One of the most surprising things to me was how they used the most memorable aspect of the first movie’s explosive finale. I was convinced that they’d used up any potential to make that surprising or interesting; much like the house that was the setting for the first movie, they’d burned through it and left it destroyed. But here, they recognize that it’s no longer shocking or surprising, so they start to play with the idea of the audience expecting it to happen.
So I was pretty quickly won over. If they’re going to insist on making a sequel, they made (mostly) the right choices. Pretty great casting, bringing back their favorites like Kathryn Newton and Kevin Durand, plus a mix of celebrity stunt casting and memorable character actors. It felt a little bit like Peter Jackson’s Hobbit movies, where you could tell he just really wanted to spend more time in that world with that crew and those performers.
That really came through for me in a scene pretty early in the “game,” in which sisters Grace and Faith are in the process of killing one of their pursuers. Samara Weaving has a range of expressions that realistically should be impossible for any actor to get across: I’m still in shock; This is horrific; Good for us, we got ‘im; This is kind of awkward; Has it been long enough?; This is going to be gross, isn’t it? I can totally imagine having made a movie built around an actor that just seems to get it completely, and then wanting to make a sequel if only for the sake of getting to work with her again.
At this point, I’ve seen four Radio Silence movies — both Ready or Nots, Abigail, and Scream — and I have the same major criticism of all of them. There’s this weird tonal whiplash, where it’s chugging along as light-hearted action horror before going into an extended slog where it’s just joylessly beating the shit out of its leads.
Marketing for the first Ready or Not sold this image of Grace as a bad-ass taking the fight back to the rich assholes who put her into this situation, but that was such a small part of that movie. The bulk of it felt like heaping abuse and even torture onto her, even beyond what feels like is “standard” for a horror movie protagonist. Ready or Not 2 has a little bit of a better balance, where there’s so much abuse heaped onto Grace early on that it almost goes back around to being darkly comic. And she does get more of an opportunity for payback in this one, including a couple of fight scenes that I thought were satisfying.

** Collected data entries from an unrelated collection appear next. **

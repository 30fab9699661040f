//! Common types used throughout the rating engine

use chrono::{DateTime, Utc};
use serde::{Deserialize, Serialize};
use uuid::Uuid;

/// Unique identifier for players
pub type PlayerId = String;

/// Unique identifier for games
pub type GameId = Uuid;

/// One of the two sides of a game
#[derive(Debug, Clone, Copy, PartialEq, Eq, Hash, Serialize, Deserialize)]
#[serde(rename_all = "snake_case")]
pub enum Side {
    TeamOne,
    TeamTwo,
}

impl Side {
    /// The side playing against this one
    pub fn opponent(self) -> Side {
        match self {
            Side::TeamOne => Side::TeamTwo,
            Side::TeamTwo => Side::TeamOne,
        }
    }
}

impl std::fmt::Display for Side {
    fn fmt(&self, f: &mut std::fmt::Formatter<'_>) -> std::fmt::Result {
        match self {
            Side::TeamOne => write!(f, "team1"),
            Side::TeamTwo => write!(f, "team2"),
        }
    }
}

/// A rated player
#[derive(Debug, Clone, PartialEq, Serialize, Deserialize)]
pub struct Player {
    pub id: PlayerId,
    pub name: String,
    /// Current rating, derived by the recalculation engine
    pub rating: f64,
    /// Baseline every replay starts from
    pub initial_rating: f64,
    #[serde(default)]
    pub games_played: u32,
}

impl Player {
    /// Create a player that has not played yet
    pub fn new(id: impl Into<PlayerId>, name: impl Into<String>, initial_rating: f64) -> Self {
        Self {
            id: id.into(),
            name: name.into(),
            rating: initial_rating,
            initial_rating,
            games_played: 0,
        }
    }
}

fn ranked_by_default() -> bool {
    true
}

/// A finished game between two teams
#[derive(Debug, Clone, PartialEq, Serialize, Deserialize)]
pub struct Game {
    pub id: GameId,
    pub timestamp: DateTime<Utc>,
    pub team_one: Vec<PlayerId>,
    pub team_two: Vec<PlayerId>,
    pub winner: Side,
    /// Unranked games are kept for display but never touch ratings
    #[serde(default = "ranked_by_default")]
    pub ranked: bool,
    #[serde(default)]
    pub map: Option<String>,
}

impl Game {
    /// Create a ranked game with a fresh id
    pub fn new<I, J, S, T>(timestamp: DateTime<Utc>, team_one: I, team_two: J, winner: Side) -> Self
    where
        I: IntoIterator<Item = S>,
        J: IntoIterator<Item = T>,
        S: Into<PlayerId>,
        T: Into<PlayerId>,
    {
        Self {
            id: crate::utils::generate_game_id(),
            timestamp,
            team_one: team_one.into_iter().map(Into::into).collect(),
            team_two: team_two.into_iter().map(Into::into).collect(),
            winner,
            ranked: true,
            map: None,
        }
    }

    /// Mark the game as unranked
    pub fn unranked(mut self) -> Self {
        self.ranked = false;
        self
    }

    /// Attach the name of the map the game was played on
    pub fn on_map(mut self, map: impl Into<String>) -> Self {
        self.map = Some(map.into());
        self
    }
}

/// Snapshot of a player's rating after a ranked game
#[derive(Debug, Clone, PartialEq, Serialize, Deserialize)]
pub struct RatingLogEntry {
    pub player_id: PlayerId,
    /// Game timestamp, or `DateTime::<Utc>::MIN_UTC` for the seed entry
    pub timestamp: DateTime<Utc>,
    pub rating: f64,
    /// Games played including the one this entry was written for
    pub games_played: u32,
}

impl RatingLogEntry {
    /// Seed entry holding a player's initial rating
    pub fn seed(player: &Player) -> Self {
        Self {
            player_id: player.id.clone(),
            timestamp: DateTime::<Utc>::MIN_UTC,
            rating: player.initial_rating,
            games_played: 0,
        }
    }

    pub fn is_seed(&self) -> bool {
        self.timestamp == DateTime::<Utc>::MIN_UTC
    }
}

/// Non-fatal notice that a team member had no usable rating
#[derive(Debug, Clone, PartialEq, Eq, Hash, Serialize, Deserialize)]
pub struct MissingRatingWarning {
    pub player_id: PlayerId,
}

/// Players and games as handed over by an external store
#[derive(Debug, Clone, Default, PartialEq, Serialize, Deserialize)]
pub struct LeagueSnapshot {
    #[serde(default)]
    pub players: Vec<Player>,
    #[serde(default)]
    pub games: Vec<Game>,
}
//! Rating history
//!
//! Ordered log of rating snapshots produced by the recalculation engine. Used
//! to answer "rating as of a date" and to resume a replay part way through.

use crate::types::RatingLogEntry;
use chrono::{DateTime, Utc};
use serde::{Deserialize, Serialize};

/// Every rating snapshot in replay order
#[derive(Debug, Clone, Default, PartialEq, Serialize, Deserialize)]
pub struct RatingHistory {
    entries: Vec<RatingLogEntry>,
}

impl RatingHistory {
    pub fn new() -> Self {
        Self::default()
    }

    /// Wrap entries that are already in non-decreasing timestamp order
    pub fn from_entries(entries: Vec<RatingLogEntry>) -> Self {
        Self { entries }
    }

    pub fn push(&mut self, entry: RatingLogEntry) {
        self.entries.push(entry);
    }

    pub fn entries(&self) -> &[RatingLogEntry] {
        &self.entries
    }

    pub fn len(&self) -> usize {
        self.entries.len()
    }

    pub fn is_empty(&self) -> bool {
        self.entries.is_empty()
    }

    /// All snapshots of one player, oldest first
    pub fn for_player<'a>(
        &'a self,
        player_id: &'a str,
    ) -> impl Iterator<Item = &'a RatingLogEntry> + 'a {
        self.entries
            .iter()
            .filter(move |entry| entry.player_id == player_id)
    }

    /// Most recent snapshot of a player
    pub fn latest(&self, player_id: &str) -> Option<&RatingLogEntry> {
        self.entries
            .iter()
            .rev()
            .find(|entry| entry.player_id == player_id)
    }

    /// Last snapshot strictly before `at`
    pub fn last_before(&self, player_id: &str, at: DateTime<Utc>) -> Option<&RatingLogEntry> {
        self.entries
            .iter()
            .rev()
            .find(|entry| entry.player_id == player_id && entry.timestamp < at)
    }

    /// Rating the player held at `at`, counting games played at that instant
    pub fn rating_as_of(&self, player_id: &str, at: DateTime<Utc>) -> Option<f64> {
        self.entries
            .iter()
            .rev()
            .find(|entry| entry.player_id == player_id && entry.timestamp <= at)
            .map(|entry| entry.rating)
    }
}
//! Canonical enumeration of index subsets

/// Size-`k` subsets of `0..n` as ascending index lists, in lexicographic order
#[derive(Debug, Clone)]
pub struct Combinations {
    n: usize,
    indices: Vec<usize>,
    done: bool,
}

impl Combinations {
    pub fn new(n: usize, k: usize) -> Self {
        Self {
            n,
            indices: (0..k).collect(),
            done: k > n,
        }
    }
}

impl Iterator for Combinations {
    type Item = Vec<usize>;

    fn next(&mut self) -> Option<Self::Item> {
        if self.done {
            return None;
        }

        let current = self.indices.clone();
        let k = self.indices.len();

        // Rightmost position that can still move forward
        match (0..k).rev().find(|&i| self.indices[i] < self.n - k + i) {
            Some(i) => {
                self.indices[i] += 1;
                for j in i + 1..k {
                    self.indices[j] = self.indices[j - 1] + 1;
                }
            }
            None => self.done = true,
        }

        Some(current)
    }
}

/// Number of size-`k` subsets of `n` items
pub fn binomial(n: usize, k: usize) -> u64 {
    if k > n {
        return 0;
    }
    let k = k.min(n - k);
    (0..k).fold(1u64, |acc, i| acc * (n - i) as u64 / (i + 1) as u64)
}

#[cfg(test)]
mod tests {
    use super::*;

    #[test]
    fn test_lexicographic_order() {
        let all: Vec<Vec<usize>> = Combinations::new(4, 2).collect();
        assert_eq!(
            all,
            vec![
                vec![0, 1],
                vec![0, 2],
                vec![0, 3],
                vec![1, 2],
                vec![1, 3],
                vec![2, 3],
            ]
        );
    }

    #[test]
    fn test_edge_sizes() {
        assert_eq!(Combinations::new(3, 0).collect::<Vec<_>>(), vec![Vec::<usize>::new()]);
        assert_eq!(Combinations::new(3, 3).collect::<Vec<_>>(), vec![vec![0, 1, 2]]);
        assert_eq!(Combinations::new(2, 3).count(), 0);
    }

    #[test]
    fn test_counts_match_binomial() {
        for n in 0..10 {
            for k in 0..=n {
                assert_eq!(Combinations::new(n, k).count() as u64, binomial(n, k));
            }
        }
        assert_eq!(binomial(20, 10), 184_756);
    }
}
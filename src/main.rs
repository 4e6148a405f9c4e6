// src/main.rs

use watchnpm::{cli, logging, run};

#[tokio::main]
async fn main() {
    if let Err(err) = run_main().await {
        eprintln!("watchnpm error: {err:?}");
        std::process::exit(1);
    }
}

async fn run_main() -> anyhow::Result<()> {
    let args = cli::parse();
    logging::init_logging(args.log_level)?;
    run(args).await
}
use std::error::Error;
use std::fs;

use watchnpm::watch::{FilterRules, FilterSpec, watched_files};

type TestResult = Result<(), Box<dyn Error>>;

fn js_rules() -> FilterRules {
    FilterRules::new(FilterSpec {
        included_extensions: vec![".js".into()],
        excluded_folders: vec!["node_modules".into(), "build".into()],
        ..FilterSpec::default()
    })
    .expect("rules should compile")
}

#[test]
fn reports_only_watched_files() -> TestResult {
    let tmp = tempfile::tempdir()?;
    let root = tmp.path();

    fs::create_dir_all(root.join("src"))?;
    fs::write(root.join("src").join("app.js"), "x")?;
    fs::write(root.join("src").join("notes.md"), "x")?;
    fs::write(root.join("index.js"), "x")?;

    let mut watched = watched_files(root, &js_rules());
    watched.sort();

    assert_eq!(watched, vec!["index.js", "src/app.js"]);
    Ok(())
}

#[test]
fn skips_first_level_excluded_folders_wholesale() -> TestResult {
    let tmp = tempfile::tempdir()?;
    let root = tmp.path();

    fs::create_dir_all(root.join("node_modules").join("lib"))?;
    fs::write(root.join("node_modules").join("lib").join("dep.js"), "x")?;
    fs::create_dir_all(root.join("build"))?;
    fs::write(root.join("build").join("out.js"), "x")?;
    fs::create_dir_all(root.join("src"))?;
    fs::write(root.join("src").join("app.js"), "x")?;

    let watched = watched_files(root, &js_rules());

    assert_eq!(watched, vec!["src/app.js"]);
    Ok(())
}

#[test]
fn nested_excluded_folders_are_filtered_by_the_classifier() -> TestResult {
    // "src/node_modules" is not first-level, so the walk descends into it;
    // the substring pass of is_watched still rejects every path inside.
    let tmp = tempfile::tempdir()?;
    let root = tmp.path();

    fs::create_dir_all(root.join("src").join("node_modules"))?;
    fs::write(root.join("src").join("node_modules").join("dep.js"), "x")?;
    fs::write(root.join("src").join("app.js"), "x")?;

    let watched = watched_files(root, &js_rules());

    assert_eq!(watched, vec!["src/app.js"]);
    Ok(())
}

#[test]
fn unreadable_subdirectory_does_not_abort_the_walk() -> TestResult {
    #[cfg(unix)]
    {
        use std::os::unix::fs::PermissionsExt;

        let tmp = tempfile::tempdir()?;
        let root = tmp.path();

        fs::create_dir_all(root.join("locked"))?;
        fs::create_dir_all(root.join("src"))?;
        fs::write(root.join("src").join("app.js"), "x")?;

        let locked = root.join("locked");
        fs::set_permissions(&locked, fs::Permissions::from_mode(0o000))?;

        let watched = watched_files(root, &js_rules());

        // Restore permissions so the tempdir can be removed.
        fs::set_permissions(&locked, fs::Permissions::from_mode(0o755))?;

        assert_eq!(watched, vec!["src/app.js"]);
    }
    Ok(())
}
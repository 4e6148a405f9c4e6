// src/server.rs

//! HTTP control surface: five plain-text endpoints, one per action.

use std::net::SocketAddr;
use std::sync::Arc;

use anyhow::{Context, Result};
use axum::Router;
use axum::extract::State;
use axum::routing::get;
use tokio::net::TcpListener;
use tracing::{info, warn};

use crate::exec::{Action, Dispatcher};

/// Shared state for the HTTP handlers.
#[derive(Debug, Clone)]
pub struct AppState {
    pub dispatcher: Arc<Dispatcher>,
}

/// Build the control-surface router.
///
/// Every endpoint accepts both GET and POST with the same handler; the
/// response is always 200 with the action's status text as a plain-text
/// body. That body is the entire contract — no JSON, no auth.
pub fn build_router(state: Arc<AppState>) -> Router {
    Router::new()
        .route("/build", get(build).post(build))
        .route("/test", get(test).post(test))
        .route("/run", get(run).post(run))
        .route("/start", get(start).post(start))
        .route("/serve", get(serve).post(serve))
        .with_state(state)
}

/// Bind the control surface and serve it until Ctrl-C.
pub async fn serve_control(state: Arc<AppState>, port: u16) -> Result<()> {
    let addr = SocketAddr::from(([127, 0, 0, 1], port));
    let listener = TcpListener::bind(addr)
        .await
        .with_context(|| format!("binding control surface to {addr}"))?;

    info!("control surface listening on http://{addr}");

    axum::serve(listener, build_router(state))
        .with_graceful_shutdown(shutdown_signal())
        .await
        .context("serving control surface")?;

    Ok(())
}

async fn shutdown_signal() {
    if let Err(err) = tokio::signal::ctrl_c().await {
        eprintln!("watchnpm: failed to listen for Ctrl+C: {err}");
        std::future::pending::<()>().await;
    }
    info!("shutdown requested");
}

async fn trigger(state: &AppState, action: Action) -> String {
    let result = state.dispatcher.trigger(action).await;
    if result.is_failure() {
        warn!(action = %action, status = %result.status_text(), "HTTP trigger failed");
    }
    result.status_text()
}

async fn build(State(state): State<Arc<AppState>>) -> String {
    trigger(&state, Action::Build).await
}

async fn test(State(state): State<Arc<AppState>>) -> String {
    trigger(&state, Action::Test).await
}

async fn run(State(state): State<Arc<AppState>>) -> String {
    trigger(&state, Action::Run).await
}

async fn start(State(state): State<Arc<AppState>>) -> String {
    trigger(&state, Action::Start).await
}

async fn serve(State(state): State<Arc<AppState>>) -> String {
    trigger(&state, Action::Serve).await
}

But as if to counter-balance that, it heaps a ton of violence onto Faith and later another woman character I won’t name in the interest of being mostly-spoiler-free. It feels like an attempt to stress how, among all of these comically reprehensible villains, one is clearly the worst, most dangerous, and least deserving of any trace of sympathy. But it goes so far that it felt kind of accusatory, as if we needed to be reminded how serious all of this is for the last act to have any stakes. How dare you think this is just nothing more than a horror comedy?
It didn’t ruin the movie for me. I liked this one about as much as the first Ready or Not, and by the end, they had sufficiently made their case for why they wanted to make a sequel. Not a story that necessarily demanded to be told, but more like an opportunity to work with people they like, and a storytelling challenge to force more life into a story and characters that had a strict do not resuscitate order on them.